Task brief
Count the lines of the listing below where "model" shows up, and please answer with that number only.
--- START ---
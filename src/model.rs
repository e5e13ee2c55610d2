// ABOUTME: Data model for replicated call records and the replication watermark
// ABOUTME: Raw source rows, normalized destination rows, and the cursor between them

use chrono::{NaiveDate, NaiveDateTime, NaiveTime};
use serde::Serialize;
use std::fmt;

/// A call event as stored in the remote source table.
///
/// Produced and owned by the upstream system; this crate only reads it.
#[derive(Debug, Clone, PartialEq)]
pub struct RawCallRecord {
    /// When the call happened (`datahora`)
    pub datahora: NaiveDateTime,
    /// Call duration in whole seconds (`duracao`)
    pub duracao: Option<i32>,
    /// Queue code (`fila`)
    pub fila: Option<String>,
    /// Time on hold in whole seconds (`holdtime`)
    pub holdtime: Option<i32>,
    /// Agent identifier (`teleatendente`)
    pub teleatendente: Option<String>,
    /// Call outcome as free text (`estado`)
    pub estado: Option<String>,
}

/// A row of the destination `fato_chamadas` table.
///
/// Field order matches the destination column order and the CSV export header.
#[derive(Debug, Clone, PartialEq, Eq, Serialize)]
pub struct NormalizedCallRecord {
    pub data: NaiveDate,
    pub hora: NaiveTime,
    pub duracao: i32,
    pub fila: Option<String>,
    pub holdtime: i32,
    pub teleatendente: Option<String>,
    pub estado: i32,
    pub cob: String,
}

impl NormalizedCallRecord {
    /// Timestamp of the call, recombined from `data` and `hora`.
    pub fn timestamp(&self) -> NaiveDateTime {
        self.data.and_time(self.hora)
    }
}

/// Replication progress: the timestamp of the newest record already in the
/// destination.
///
/// Never stored on its own in the default setup; it is recomputed from the
/// destination table at the start of every cycle.
#[derive(Debug, Clone, Copy, PartialEq, Eq)]
pub enum Watermark {
    /// Destination holds no rows (or could not be inspected).
    Empty,
    /// Newest replicated record timestamp.
    At(NaiveDateTime),
}

impl Watermark {
    /// Sentinel timestamp standing for an empty destination in logs.
    pub fn sentinel() -> NaiveDateTime {
        NaiveDate::from_ymd_opt(2000, 1, 1)
            .and_then(|d| d.and_hms_opt(0, 0, 0))
            .unwrap_or(NaiveDateTime::MIN)
    }

    pub fn is_empty(&self) -> bool {
        matches!(self, Watermark::Empty)
    }

    /// The cursor from which extraction continues, if any.
    pub fn cursor(&self) -> Option<NaiveDateTime> {
        match self {
            Watermark::Empty => None,
            Watermark::At(ts) => Some(*ts),
        }
    }

    /// Build a watermark from the destination's newest (date, time), if any.
    pub fn from_parts(data: Option<NaiveDate>, hora: Option<NaiveTime>) -> Self {
        match (data, hora) {
            (Some(data), Some(hora)) => Watermark::At(data.and_time(hora)),
            _ => Watermark::Empty,
        }
    }
}

impl fmt::Display for Watermark {
    fn fmt(&self, f: &mut fmt::Formatter<'_>) -> fmt::Result {
        match self {
            Watermark::Empty => write!(f, "{} (empty destination)", Self::sentinel()),
            Watermark::At(ts) => write!(f, "{}", ts),
        }
    }
}
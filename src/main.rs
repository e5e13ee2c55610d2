// ABOUTME: CLI entry point for call-replicator
// ABOUTME: Parses commands, sets up logging, and routes to command handlers

use call_replicator::commands;
use call_replicator::ReplicatorArgs;
use clap::{Parser, Subcommand};
use std::path::PathBuf;

#[derive(Parser)]
#[command(name = "call-replicator")]
#[command(about = "Replicate call-center records from a tunneled MySQL source into PostgreSQL", long_about = None)]
#[command(version)]
struct Cli {
    /// Set the log level (error, warn, info, debug, trace)
    #[arg(long, global = true, default_value = "info")]
    log: String,
    #[command(subcommand)]
    command: Commands,
}

#[derive(Subcommand)]
enum Commands {
    /// Replicate new records into fato_chamadas, forever or once
    Sync {
        #[command(flatten)]
        args: ReplicatorArgs,
        /// Run a single sync cycle and exit (don't run continuously)
        #[arg(long)]
        once: bool,
    },
    /// Show the destination watermark and row count
    Status {
        #[command(flatten)]
        args: ReplicatorArgs,
    },
    /// Export the whole source table as normalized CSV
    Export {
        #[command(flatten)]
        args: ReplicatorArgs,
        /// Output file (defaults to stdout)
        #[arg(long, short)]
        output: Option<PathBuf>,
    },
    /// Create the destination table and indexes if they are missing
    InitSchema {
        #[command(flatten)]
        args: ReplicatorArgs,
    },
}

#[tokio::main]
async fn main() -> anyhow::Result<()> {
    // Environment from .env must be in place before clap reads env fallbacks
    if let Err(e) = dotenvy::dotenv() {
        if !e.not_found() {
            eprintln!("Warning: failed to load .env file: {}", e);
        }
    }

    let cli = Cli::parse();

    // Initialize logging
    // 1. RUST_LOG environment variable has highest precedence
    // 2. --log flag is used if RUST_LOG is not set
    // Logs go to stderr so `export` can stream CSV on stdout.
    let env_filter = tracing_subscriber::EnvFilter::try_from_default_env()
        .unwrap_or_else(|_| tracing_subscriber::EnvFilter::new(cli.log.clone()));

    tracing_subscriber::fmt()
        .with_env_filter(env_filter)
        .with_writer(std::io::stderr)
        .init();

    match cli.command {
        Commands::Sync { args, once } => {
            let config = args.into_config()?;
            commands::sync(config, once).await
        }
        Commands::Status { args } => {
            let config = args.into_config()?;
            commands::status(&config).await
        }
        Commands::Export { args, output } => {
            let config = args.into_config()?;
            commands::export(&config, output.as_deref()).await
        }
        Commands::InitSchema { args } => {
            let config = args.into_config()?;
            commands::init_schema(&config).await
        }
    }
}
// ABOUTME: init-schema command - creates the destination table and indexes
// ABOUTME: Waits for the destination to accept connections before running DDL

use anyhow::{Context, Result};

use crate::config::ReplicatorConfig;
use crate::postgres::{connect_with_retry, ensure_schema, DESTINATION_TABLE};
use crate::utils::sanitize_url;

pub async fn init_schema(config: &ReplicatorConfig) -> Result<()> {
    tracing::info!(
        "Checking destination connection {}",
        sanitize_url(&config.destination_url)
    );
    let client = connect_with_retry(&config.destination_url)
        .await
        .context("Destination database is not reachable")?;
    ensure_schema(&client, config.load_mode).await?;

    println!("Destination table {} is ready", DESTINATION_TABLE);
    Ok(())
}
--- END ---
Answer area
2